## Directions
Copy out, from the entries below, each line that holds the string "Mutex".

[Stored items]
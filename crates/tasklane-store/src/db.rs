use chrono::{DateTime, Utc};
use parking_lot::Mutex;
use rusqlite::types::Type;
use rusqlite::{Connection, Row, Transaction, TransactionBehavior};
use std::path::{Path, PathBuf};
use std::sync::Arc;
use std::time::Duration;
use tasklane_core::time::parse_ts;
use tasklane_core::TasklaneResult;

// --- Schema ---

const SCHEMA: &str = "
CREATE TABLE IF NOT EXISTS tasks (
    id           TEXT PRIMARY KEY,
    title        TEXT NOT NULL,
    description  TEXT NOT NULL DEFAULT '',
    status       TEXT NOT NULL DEFAULT 'backlog',
    parent_id    TEXT REFERENCES tasks(id) ON DELETE SET NULL,
    score        REAL NOT NULL DEFAULT 0,
    created_at   TEXT NOT NULL,
    updated_at   TEXT NOT NULL,
    completed_at TEXT,
    metadata     TEXT NOT NULL DEFAULT '{}'
);
CREATE INDEX IF NOT EXISTS idx_tasks_parent ON tasks(parent_id);
CREATE INDEX IF NOT EXISTS idx_tasks_status ON tasks(status);

CREATE TABLE IF NOT EXISTS task_dependencies (
    blocker_id TEXT NOT NULL REFERENCES tasks(id) ON DELETE CASCADE,
    blocked_id TEXT NOT NULL REFERENCES tasks(id) ON DELETE CASCADE,
    created_at TEXT NOT NULL,
    UNIQUE (blocker_id, blocked_id)
);
CREATE INDEX IF NOT EXISTS idx_deps_blocked ON task_dependencies(blocked_id);

CREATE TABLE IF NOT EXISTS workers (
    id                TEXT PRIMARY KEY,
    name              TEXT NOT NULL,
    hostname          TEXT NOT NULL DEFAULT '',
    pid               INTEGER,
    status            TEXT NOT NULL DEFAULT 'idle',
    registered_at     TEXT NOT NULL,
    last_heartbeat_at TEXT NOT NULL,
    capabilities      TEXT NOT NULL DEFAULT '[]',
    metadata          TEXT NOT NULL DEFAULT '{}'
);

CREATE TABLE IF NOT EXISTS task_claims (
    id               TEXT PRIMARY KEY,
    task_id          TEXT NOT NULL,
    worker_id        TEXT NOT NULL REFERENCES workers(id),
    status           TEXT NOT NULL DEFAULT 'active',
    claimed_at       TEXT NOT NULL,
    lease_expires_at TEXT NOT NULL,
    renewed_count    INTEGER NOT NULL DEFAULT 0
);
CREATE UNIQUE INDEX IF NOT EXISTS idx_claims_one_active
    ON task_claims(task_id) WHERE status = 'active';
CREATE INDEX IF NOT EXISTS idx_claims_worker ON task_claims(worker_id, status);

CREATE TABLE IF NOT EXISTS orchestrator_state (
    id                         INTEGER PRIMARY KEY CHECK (id = 1),
    status                     TEXT NOT NULL DEFAULT 'stopped',
    pid                        INTEGER,
    started_at                 TEXT,
    last_reconcile_at          TEXT,
    worker_pool_size           INTEGER NOT NULL DEFAULT 1,
    reconcile_interval_seconds INTEGER NOT NULL DEFAULT 60,
    heartbeat_interval_seconds INTEGER NOT NULL DEFAULT 30,
    lease_duration_minutes     INTEGER NOT NULL DEFAULT 30,
    metadata                   TEXT NOT NULL DEFAULT '{}'
);

CREATE TABLE IF NOT EXISTS sync_config (
    key   TEXT PRIMARY KEY,
    value TEXT NOT NULL
);
";

/// Default `busy_timeout` applied when none is configured.
pub const DEFAULT_BUSY_TIMEOUT: Duration = Duration::from_millis(5000);

fn apply_pragmas(conn: &Connection, busy_timeout: Duration) -> rusqlite::Result<()> {
    conn.busy_timeout(busy_timeout)?;
    conn.execute_batch(
        "PRAGMA journal_mode = WAL;
         PRAGMA synchronous = NORMAL;
         PRAGMA foreign_keys = ON;",
    )
}

/// Shared handle to the tasklane SQLite database.
///
/// Cloning is cheap; all clones serialize on the same connection. Separate
/// processes open their own handle on the same file and are serialized by
/// SQLite's locking (`BEGIN IMMEDIATE` for writers that need it).
#[derive(Clone)]
pub struct Database {
    conn: Arc<Mutex<Connection>>,
    path: Option<PathBuf>,
}

impl std::fmt::Debug for Database {
    fn fmt(&self, f: &mut std::fmt::Formatter<'_>) -> std::fmt::Result {
        f.debug_struct("Database").field("path", &self.path).finish()
    }
}

impl Database {
    /// Open (or create) the database at `path` with the default busy timeout.
    pub fn open(path: &Path) -> TasklaneResult<Self> {
        Self::open_with_timeout(path, DEFAULT_BUSY_TIMEOUT)
    }

    pub fn open_with_timeout(path: &Path, busy_timeout: Duration) -> TasklaneResult<Self> {
        if let Some(parent) = path.parent() {
            if !parent.as_os_str().is_empty() {
                std::fs::create_dir_all(parent)?;
            }
        }
        let conn = Connection::open(path)?;
        apply_pragmas(&conn, busy_timeout)?;
        conn.execute_batch(SCHEMA)?;
        tracing::debug!(path = %path.display(), "Database opened");
        Ok(Self {
            conn: Arc::new(Mutex::new(conn)),
            path: Some(path.to_path_buf()),
        })
    }

    /// Private in-memory database, mostly for tests.
    pub fn open_in_memory() -> TasklaneResult<Self> {
        let conn = Connection::open_in_memory()?;
        apply_pragmas(&conn, DEFAULT_BUSY_TIMEOUT)?;
        conn.execute_batch(SCHEMA)?;
        Ok(Self {
            conn: Arc::new(Mutex::new(conn)),
            path: None,
        })
    }

    /// File backing this handle, `None` for in-memory databases.
    pub fn path(&self) -> Option<&Path> {
        self.path.as_deref()
    }

    /// Run `f` against the connection in autocommit mode.
    pub fn with_conn<T>(
        &self,
        f: impl FnOnce(&Connection) -> TasklaneResult<T>,
    ) -> TasklaneResult<T> {
        let conn = self.conn.lock();
        f(&conn)
    }

    /// Run `f` inside a `BEGIN IMMEDIATE` transaction.
    ///
    /// The write lock is taken up front, so the read-check-write sequence in
    /// `f` cannot interleave with another writer. Commits when `f` returns
    /// `Ok`; any error rolls everything back.
    pub fn immediate<T>(
        &self,
        f: impl FnOnce(&Transaction<'_>) -> TasklaneResult<T>,
    ) -> TasklaneResult<T> {
        let mut conn = self.conn.lock();
        let tx = conn.transaction_with_behavior(TransactionBehavior::Immediate)?;
        let out = f(&tx)?;
        tx.commit()?;
        Ok(out)
    }
}

// --- Column helpers ---

/// Read a required timestamp column.
pub fn ts_column(row: &Row<'_>, idx: usize) -> rusqlite::Result<DateTime<Utc>> {
    let raw: String = row.get(idx)?;
    parse_ts(&raw).map_err(|e| rusqlite::Error::FromSqlConversionFailure(idx, Type::Text, Box::new(e)))
}

/// Read a nullable timestamp column.
pub fn opt_ts_column(row: &Row<'_>, idx: usize) -> rusqlite::Result<Option<DateTime<Utc>>> {
    let raw: Option<String> = row.get(idx)?;
    raw.map(|r| {
        parse_ts(&r)
            .map_err(|e| rusqlite::Error::FromSqlConversionFailure(idx, Type::Text, Box::new(e)))
    })
    .transpose()
}

/// Read a JSON-encoded text column.
pub fn json_column<T: serde::de::DeserializeOwned>(
    row: &Row<'_>,
    idx: usize,
) -> rusqlite::Result<T> {
    let raw: String = row.get(idx)?;
    serde_json::from_str(&raw)
        .map_err(|e| rusqlite::Error::FromSqlConversionFailure(idx, Type::Text, Box::new(e)))
}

## Solution to the exercise
use parking_lot::Mutex;
    conn: Arc<Mutex<Connection>>,
            conn: Arc::new(Mutex::new(conn)),
            conn: Arc::new(Mutex::new(conn)),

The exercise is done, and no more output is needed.